→ WORK TO COMPLETE:
Across the lines of the records below, how many have the string "Ordering" in them? Answer with the number alone.

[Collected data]
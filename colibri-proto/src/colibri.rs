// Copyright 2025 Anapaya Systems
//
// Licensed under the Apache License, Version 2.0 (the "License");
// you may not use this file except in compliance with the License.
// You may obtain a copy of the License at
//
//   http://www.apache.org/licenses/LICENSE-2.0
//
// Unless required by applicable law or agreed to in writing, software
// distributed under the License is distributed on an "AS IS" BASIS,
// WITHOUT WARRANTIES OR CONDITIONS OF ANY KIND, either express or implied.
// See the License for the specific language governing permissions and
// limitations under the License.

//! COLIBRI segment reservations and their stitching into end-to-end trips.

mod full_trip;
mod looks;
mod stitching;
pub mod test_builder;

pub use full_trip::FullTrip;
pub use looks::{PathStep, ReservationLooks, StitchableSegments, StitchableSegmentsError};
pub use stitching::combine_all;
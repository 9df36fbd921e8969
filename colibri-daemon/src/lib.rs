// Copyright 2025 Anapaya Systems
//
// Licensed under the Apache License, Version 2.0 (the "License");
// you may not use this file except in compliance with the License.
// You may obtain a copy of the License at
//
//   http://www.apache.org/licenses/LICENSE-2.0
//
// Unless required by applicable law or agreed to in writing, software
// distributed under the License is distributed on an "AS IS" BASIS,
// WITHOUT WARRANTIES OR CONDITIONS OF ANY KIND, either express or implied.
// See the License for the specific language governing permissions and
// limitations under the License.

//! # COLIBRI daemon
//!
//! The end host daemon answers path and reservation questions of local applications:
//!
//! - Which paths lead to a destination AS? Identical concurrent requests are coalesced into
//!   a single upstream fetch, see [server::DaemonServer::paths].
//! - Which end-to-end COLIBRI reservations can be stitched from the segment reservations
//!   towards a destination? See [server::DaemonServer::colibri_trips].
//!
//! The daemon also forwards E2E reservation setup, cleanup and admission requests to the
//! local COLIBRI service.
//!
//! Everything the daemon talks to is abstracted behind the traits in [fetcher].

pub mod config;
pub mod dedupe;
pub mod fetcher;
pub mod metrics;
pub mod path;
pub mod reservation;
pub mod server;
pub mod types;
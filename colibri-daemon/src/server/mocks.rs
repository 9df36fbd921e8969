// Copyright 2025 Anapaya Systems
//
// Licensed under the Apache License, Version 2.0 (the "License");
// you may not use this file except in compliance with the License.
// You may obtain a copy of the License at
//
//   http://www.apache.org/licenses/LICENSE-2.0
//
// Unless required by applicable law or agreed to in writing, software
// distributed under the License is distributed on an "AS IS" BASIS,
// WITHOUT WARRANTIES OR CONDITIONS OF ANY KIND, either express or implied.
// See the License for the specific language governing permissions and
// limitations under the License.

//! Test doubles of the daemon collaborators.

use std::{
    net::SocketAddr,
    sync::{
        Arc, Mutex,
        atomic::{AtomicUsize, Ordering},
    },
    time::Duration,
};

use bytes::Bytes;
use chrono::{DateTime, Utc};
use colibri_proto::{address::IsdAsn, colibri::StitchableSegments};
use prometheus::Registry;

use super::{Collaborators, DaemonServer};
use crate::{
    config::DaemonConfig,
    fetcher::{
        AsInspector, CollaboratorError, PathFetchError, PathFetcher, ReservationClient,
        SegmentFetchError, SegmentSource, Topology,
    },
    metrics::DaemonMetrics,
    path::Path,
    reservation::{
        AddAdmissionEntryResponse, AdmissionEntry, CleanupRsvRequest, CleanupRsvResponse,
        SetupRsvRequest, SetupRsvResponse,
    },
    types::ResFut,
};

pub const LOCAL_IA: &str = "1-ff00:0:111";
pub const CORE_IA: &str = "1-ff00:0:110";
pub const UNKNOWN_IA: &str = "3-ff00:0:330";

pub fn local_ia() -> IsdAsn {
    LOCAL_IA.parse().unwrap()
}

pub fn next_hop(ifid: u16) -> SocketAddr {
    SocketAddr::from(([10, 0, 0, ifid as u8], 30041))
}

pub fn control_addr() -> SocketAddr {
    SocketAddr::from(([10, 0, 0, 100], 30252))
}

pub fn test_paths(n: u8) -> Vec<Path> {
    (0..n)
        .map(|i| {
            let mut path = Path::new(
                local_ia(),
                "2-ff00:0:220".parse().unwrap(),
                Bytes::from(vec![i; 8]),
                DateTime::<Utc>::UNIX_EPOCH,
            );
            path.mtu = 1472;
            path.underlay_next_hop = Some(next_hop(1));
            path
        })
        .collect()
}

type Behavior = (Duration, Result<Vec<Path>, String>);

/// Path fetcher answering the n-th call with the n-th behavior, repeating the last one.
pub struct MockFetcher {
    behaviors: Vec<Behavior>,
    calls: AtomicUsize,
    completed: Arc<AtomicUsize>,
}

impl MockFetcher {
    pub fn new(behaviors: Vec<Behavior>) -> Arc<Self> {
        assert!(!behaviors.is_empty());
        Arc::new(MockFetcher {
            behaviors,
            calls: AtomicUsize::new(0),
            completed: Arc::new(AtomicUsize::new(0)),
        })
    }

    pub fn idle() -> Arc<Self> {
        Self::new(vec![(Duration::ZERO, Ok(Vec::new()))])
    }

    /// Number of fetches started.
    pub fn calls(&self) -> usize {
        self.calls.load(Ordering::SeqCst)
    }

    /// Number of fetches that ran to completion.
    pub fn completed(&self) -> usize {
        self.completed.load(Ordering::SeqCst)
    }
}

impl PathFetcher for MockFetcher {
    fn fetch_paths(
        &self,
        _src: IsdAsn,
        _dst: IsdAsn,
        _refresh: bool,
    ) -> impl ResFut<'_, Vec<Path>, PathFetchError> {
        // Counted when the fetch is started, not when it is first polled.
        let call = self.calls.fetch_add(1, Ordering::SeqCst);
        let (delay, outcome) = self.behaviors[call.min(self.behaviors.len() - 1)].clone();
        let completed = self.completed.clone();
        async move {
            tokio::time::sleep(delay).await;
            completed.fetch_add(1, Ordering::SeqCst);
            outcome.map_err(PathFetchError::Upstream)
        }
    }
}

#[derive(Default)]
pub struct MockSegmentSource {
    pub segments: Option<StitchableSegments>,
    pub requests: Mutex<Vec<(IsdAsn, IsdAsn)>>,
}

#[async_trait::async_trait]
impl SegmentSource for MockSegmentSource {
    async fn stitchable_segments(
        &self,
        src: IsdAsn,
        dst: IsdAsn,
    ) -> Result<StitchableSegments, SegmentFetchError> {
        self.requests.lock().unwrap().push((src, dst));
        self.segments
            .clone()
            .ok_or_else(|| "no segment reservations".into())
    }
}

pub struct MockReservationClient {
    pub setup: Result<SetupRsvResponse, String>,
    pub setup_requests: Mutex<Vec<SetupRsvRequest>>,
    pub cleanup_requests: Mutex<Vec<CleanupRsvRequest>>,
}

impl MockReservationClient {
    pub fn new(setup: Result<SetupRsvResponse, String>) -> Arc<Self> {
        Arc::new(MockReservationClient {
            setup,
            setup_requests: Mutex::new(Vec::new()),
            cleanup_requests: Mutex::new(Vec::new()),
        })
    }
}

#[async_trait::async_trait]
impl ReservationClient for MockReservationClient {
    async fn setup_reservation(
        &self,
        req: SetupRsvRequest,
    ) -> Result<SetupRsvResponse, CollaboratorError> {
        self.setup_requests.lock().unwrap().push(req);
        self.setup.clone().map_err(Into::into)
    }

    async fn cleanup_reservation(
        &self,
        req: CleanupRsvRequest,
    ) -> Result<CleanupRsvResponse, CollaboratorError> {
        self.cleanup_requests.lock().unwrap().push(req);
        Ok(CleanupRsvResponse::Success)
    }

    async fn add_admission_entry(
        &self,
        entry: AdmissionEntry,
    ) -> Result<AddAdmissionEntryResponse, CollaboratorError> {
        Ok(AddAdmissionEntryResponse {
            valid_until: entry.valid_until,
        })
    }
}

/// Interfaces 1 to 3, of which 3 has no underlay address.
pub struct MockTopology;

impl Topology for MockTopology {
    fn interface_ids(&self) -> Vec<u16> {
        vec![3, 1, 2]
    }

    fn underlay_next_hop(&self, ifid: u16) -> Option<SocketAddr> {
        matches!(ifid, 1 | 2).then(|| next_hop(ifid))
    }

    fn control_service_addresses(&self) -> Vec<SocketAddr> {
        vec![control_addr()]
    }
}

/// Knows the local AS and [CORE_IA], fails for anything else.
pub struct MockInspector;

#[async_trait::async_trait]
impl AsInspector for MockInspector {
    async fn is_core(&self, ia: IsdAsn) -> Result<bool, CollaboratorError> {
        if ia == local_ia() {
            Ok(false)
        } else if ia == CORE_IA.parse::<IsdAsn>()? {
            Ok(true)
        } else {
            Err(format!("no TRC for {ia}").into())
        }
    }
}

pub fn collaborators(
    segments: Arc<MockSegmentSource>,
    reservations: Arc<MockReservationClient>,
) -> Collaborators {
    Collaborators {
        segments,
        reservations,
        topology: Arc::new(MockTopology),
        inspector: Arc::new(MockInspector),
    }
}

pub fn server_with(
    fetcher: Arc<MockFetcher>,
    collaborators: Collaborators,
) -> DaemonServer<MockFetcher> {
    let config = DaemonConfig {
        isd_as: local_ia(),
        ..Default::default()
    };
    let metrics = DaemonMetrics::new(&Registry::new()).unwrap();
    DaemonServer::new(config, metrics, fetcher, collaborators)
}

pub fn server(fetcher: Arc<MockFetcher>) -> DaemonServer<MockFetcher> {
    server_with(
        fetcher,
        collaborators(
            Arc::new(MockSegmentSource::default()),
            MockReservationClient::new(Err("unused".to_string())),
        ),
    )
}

→ ANSWER AREA:
5